Problem:
Tally the lines below that contain the word "SourceData". Only the total should be given.

** Supplied records follows **

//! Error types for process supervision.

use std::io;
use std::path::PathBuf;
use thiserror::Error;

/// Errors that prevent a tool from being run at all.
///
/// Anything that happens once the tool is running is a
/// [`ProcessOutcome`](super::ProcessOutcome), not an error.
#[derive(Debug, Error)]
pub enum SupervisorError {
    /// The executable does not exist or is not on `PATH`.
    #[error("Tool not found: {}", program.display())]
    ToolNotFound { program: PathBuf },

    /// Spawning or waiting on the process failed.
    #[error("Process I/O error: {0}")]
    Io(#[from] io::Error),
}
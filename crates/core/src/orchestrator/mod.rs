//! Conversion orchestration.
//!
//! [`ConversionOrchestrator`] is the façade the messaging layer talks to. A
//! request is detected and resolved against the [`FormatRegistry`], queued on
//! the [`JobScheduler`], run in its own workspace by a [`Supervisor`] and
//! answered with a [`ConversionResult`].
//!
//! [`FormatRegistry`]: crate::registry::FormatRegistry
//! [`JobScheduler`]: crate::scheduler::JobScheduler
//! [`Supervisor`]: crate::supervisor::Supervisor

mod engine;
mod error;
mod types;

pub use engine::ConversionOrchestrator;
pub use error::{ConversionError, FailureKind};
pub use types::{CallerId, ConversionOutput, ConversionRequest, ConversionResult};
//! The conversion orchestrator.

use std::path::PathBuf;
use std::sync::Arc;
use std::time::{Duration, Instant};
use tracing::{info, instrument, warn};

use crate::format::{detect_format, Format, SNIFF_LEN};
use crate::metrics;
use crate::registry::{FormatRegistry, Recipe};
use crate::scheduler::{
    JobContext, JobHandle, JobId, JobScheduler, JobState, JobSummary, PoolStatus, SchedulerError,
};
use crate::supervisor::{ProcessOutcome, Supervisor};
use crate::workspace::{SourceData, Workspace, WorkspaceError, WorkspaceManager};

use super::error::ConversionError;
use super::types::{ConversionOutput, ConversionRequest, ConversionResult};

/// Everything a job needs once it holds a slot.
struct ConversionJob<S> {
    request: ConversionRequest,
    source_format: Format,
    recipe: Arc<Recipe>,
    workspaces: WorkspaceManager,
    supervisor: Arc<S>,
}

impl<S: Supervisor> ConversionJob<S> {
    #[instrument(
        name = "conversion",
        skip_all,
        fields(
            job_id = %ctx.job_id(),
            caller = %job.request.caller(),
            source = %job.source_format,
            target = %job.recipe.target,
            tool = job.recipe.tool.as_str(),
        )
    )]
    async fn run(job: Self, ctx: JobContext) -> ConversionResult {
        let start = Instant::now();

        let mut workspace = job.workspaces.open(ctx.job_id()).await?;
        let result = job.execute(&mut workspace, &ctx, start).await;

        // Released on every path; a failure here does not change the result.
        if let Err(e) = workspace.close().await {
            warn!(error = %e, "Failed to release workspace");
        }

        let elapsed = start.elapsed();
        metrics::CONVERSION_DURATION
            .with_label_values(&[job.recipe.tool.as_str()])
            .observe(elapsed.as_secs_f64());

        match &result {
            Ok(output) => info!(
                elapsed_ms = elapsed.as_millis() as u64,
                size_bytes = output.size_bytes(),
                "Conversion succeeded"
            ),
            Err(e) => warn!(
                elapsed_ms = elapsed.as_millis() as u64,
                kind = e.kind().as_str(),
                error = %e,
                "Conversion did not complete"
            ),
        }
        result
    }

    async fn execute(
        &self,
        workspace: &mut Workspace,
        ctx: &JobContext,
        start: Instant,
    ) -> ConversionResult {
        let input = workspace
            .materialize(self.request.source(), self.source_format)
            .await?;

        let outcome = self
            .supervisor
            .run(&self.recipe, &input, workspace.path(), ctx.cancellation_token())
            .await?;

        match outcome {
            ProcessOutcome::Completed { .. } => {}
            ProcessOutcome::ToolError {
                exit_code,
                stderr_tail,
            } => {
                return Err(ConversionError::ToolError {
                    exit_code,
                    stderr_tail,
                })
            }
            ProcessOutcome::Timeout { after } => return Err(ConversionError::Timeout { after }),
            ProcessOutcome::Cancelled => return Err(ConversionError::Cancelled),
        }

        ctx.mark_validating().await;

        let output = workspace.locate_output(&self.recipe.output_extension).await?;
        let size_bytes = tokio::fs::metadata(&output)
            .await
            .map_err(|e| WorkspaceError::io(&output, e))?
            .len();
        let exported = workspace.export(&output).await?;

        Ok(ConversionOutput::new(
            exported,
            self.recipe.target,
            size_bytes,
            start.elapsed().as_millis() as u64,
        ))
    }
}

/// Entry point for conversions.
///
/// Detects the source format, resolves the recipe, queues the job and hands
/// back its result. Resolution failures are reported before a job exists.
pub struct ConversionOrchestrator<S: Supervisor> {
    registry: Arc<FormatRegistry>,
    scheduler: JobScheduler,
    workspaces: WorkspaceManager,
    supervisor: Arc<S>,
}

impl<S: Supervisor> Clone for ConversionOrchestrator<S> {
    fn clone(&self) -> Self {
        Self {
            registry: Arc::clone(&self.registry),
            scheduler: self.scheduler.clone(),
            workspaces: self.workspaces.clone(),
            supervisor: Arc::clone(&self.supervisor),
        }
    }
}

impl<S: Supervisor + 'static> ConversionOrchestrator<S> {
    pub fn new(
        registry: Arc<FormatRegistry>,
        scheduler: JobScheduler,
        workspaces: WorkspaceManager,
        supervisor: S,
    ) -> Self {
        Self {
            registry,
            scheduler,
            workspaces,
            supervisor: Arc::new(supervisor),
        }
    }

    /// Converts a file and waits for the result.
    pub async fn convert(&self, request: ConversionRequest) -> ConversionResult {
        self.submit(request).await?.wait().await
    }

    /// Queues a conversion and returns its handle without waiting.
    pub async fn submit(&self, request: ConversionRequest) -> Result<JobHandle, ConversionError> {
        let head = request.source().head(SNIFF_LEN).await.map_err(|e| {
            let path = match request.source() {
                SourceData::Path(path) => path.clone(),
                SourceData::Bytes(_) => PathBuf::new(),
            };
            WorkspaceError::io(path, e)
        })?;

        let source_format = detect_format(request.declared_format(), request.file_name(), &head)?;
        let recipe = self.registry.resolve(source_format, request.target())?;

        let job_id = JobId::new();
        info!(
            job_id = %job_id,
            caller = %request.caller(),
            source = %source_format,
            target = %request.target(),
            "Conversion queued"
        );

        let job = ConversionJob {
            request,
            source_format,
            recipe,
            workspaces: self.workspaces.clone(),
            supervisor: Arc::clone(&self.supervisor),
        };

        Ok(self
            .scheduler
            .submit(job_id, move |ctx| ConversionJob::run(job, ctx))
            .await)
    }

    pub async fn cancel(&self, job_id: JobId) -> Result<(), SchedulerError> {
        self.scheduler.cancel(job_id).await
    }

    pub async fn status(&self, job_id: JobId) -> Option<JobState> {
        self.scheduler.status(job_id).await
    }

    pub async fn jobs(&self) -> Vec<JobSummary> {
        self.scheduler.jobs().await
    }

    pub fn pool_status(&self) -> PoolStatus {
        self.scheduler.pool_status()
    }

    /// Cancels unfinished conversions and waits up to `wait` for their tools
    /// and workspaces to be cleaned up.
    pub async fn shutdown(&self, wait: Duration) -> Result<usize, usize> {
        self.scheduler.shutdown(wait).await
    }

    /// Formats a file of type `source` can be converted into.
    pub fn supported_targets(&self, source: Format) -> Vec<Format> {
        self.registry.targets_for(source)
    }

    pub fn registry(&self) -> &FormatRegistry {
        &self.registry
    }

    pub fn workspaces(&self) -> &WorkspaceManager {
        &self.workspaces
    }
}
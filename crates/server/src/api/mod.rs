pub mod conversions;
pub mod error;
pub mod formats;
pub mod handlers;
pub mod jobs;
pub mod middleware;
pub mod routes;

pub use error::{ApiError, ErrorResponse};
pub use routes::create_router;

** End of Supplied records **

Task answer:
3